Stored data

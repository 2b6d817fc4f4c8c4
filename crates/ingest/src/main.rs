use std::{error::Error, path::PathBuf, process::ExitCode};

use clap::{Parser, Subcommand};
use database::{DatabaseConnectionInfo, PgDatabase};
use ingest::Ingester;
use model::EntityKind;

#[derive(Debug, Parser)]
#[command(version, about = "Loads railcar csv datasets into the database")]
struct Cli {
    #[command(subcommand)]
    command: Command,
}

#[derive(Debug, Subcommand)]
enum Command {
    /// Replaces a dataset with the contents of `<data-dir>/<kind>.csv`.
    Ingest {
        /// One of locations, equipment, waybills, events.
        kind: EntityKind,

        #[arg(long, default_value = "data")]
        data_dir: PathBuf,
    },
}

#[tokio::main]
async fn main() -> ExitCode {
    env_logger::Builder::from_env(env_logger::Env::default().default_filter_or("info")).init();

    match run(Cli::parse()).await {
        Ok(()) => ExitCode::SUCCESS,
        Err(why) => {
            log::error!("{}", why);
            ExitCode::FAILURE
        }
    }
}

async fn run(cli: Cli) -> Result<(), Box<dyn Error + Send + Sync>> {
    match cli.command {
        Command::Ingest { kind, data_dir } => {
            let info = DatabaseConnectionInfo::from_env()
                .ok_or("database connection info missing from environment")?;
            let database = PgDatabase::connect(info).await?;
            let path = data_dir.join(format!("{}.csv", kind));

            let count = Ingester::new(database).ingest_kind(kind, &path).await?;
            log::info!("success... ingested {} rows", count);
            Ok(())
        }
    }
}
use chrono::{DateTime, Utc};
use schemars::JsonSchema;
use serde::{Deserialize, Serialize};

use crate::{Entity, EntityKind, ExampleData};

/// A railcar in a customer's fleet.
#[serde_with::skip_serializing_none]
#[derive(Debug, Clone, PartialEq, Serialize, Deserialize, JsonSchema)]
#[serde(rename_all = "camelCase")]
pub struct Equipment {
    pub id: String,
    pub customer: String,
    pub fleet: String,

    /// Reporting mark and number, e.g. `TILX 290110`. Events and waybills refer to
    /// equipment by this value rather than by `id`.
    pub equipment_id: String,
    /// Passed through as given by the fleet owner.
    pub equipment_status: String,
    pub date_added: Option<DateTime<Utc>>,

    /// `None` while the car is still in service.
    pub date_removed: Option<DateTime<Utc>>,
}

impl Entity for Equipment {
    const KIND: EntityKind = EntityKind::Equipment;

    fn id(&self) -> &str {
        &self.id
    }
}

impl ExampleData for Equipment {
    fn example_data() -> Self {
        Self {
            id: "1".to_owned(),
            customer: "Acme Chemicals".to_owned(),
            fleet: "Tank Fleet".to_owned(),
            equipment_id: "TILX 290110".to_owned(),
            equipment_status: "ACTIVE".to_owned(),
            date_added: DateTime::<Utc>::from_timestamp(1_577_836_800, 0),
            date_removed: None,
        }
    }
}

---

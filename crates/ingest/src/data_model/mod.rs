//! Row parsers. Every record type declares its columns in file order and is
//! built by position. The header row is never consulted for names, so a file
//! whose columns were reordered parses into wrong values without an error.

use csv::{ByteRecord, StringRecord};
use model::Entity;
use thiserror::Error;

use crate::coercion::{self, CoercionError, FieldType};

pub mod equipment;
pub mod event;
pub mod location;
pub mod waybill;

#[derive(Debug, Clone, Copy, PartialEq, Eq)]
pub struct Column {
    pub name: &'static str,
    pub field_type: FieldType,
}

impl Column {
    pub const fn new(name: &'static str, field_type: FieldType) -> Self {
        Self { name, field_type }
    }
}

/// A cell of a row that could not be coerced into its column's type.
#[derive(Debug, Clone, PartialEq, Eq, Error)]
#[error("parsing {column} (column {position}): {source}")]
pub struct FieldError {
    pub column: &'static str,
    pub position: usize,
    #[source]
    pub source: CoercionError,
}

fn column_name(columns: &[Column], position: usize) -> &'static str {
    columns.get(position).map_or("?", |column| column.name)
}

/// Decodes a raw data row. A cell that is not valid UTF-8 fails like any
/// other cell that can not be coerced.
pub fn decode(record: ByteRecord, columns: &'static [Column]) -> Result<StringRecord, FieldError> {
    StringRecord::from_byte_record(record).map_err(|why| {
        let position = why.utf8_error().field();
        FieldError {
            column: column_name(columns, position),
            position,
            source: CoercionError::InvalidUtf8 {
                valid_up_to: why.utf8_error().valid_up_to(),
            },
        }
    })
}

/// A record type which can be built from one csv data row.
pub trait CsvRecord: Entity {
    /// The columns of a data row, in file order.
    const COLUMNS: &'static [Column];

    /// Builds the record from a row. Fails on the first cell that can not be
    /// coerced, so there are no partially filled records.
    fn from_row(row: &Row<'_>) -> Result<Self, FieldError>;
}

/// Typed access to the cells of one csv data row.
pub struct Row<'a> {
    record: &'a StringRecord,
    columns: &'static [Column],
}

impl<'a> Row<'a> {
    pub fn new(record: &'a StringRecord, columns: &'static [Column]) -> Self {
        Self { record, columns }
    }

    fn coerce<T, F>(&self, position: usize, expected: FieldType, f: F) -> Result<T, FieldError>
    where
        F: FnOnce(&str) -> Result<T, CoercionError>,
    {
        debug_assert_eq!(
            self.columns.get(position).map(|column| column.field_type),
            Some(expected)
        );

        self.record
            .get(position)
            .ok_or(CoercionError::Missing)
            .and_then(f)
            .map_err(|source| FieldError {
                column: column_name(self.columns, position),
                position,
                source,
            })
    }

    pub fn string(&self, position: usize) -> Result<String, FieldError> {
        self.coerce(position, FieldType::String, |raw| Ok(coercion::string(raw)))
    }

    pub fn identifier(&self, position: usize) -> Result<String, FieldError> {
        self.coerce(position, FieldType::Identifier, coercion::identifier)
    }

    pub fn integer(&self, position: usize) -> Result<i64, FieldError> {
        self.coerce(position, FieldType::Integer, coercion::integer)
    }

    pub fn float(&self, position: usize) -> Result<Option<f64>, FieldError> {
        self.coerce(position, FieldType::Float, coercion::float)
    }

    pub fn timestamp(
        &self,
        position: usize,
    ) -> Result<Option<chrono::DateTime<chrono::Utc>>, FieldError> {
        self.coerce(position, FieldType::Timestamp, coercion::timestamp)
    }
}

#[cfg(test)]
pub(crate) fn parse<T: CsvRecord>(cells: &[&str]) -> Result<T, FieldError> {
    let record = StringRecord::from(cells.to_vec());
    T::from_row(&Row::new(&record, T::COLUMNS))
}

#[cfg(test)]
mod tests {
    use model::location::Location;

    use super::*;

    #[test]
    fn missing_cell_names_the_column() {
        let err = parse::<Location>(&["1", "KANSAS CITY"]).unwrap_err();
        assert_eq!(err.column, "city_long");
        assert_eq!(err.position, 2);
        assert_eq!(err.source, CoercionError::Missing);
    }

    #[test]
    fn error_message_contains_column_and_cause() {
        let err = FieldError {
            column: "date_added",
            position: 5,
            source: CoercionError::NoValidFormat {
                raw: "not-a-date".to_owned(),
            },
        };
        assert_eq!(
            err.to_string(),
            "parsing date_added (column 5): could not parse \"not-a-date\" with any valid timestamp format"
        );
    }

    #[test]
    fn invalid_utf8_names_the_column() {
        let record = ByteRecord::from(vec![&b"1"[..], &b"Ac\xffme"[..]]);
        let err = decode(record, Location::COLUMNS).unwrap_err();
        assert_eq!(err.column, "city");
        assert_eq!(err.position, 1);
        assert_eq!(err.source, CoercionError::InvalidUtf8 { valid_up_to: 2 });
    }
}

Assignment ▸
Report how many lines of the data above hold the string "const". Nothing else belongs in the answer.

Task result ▸
3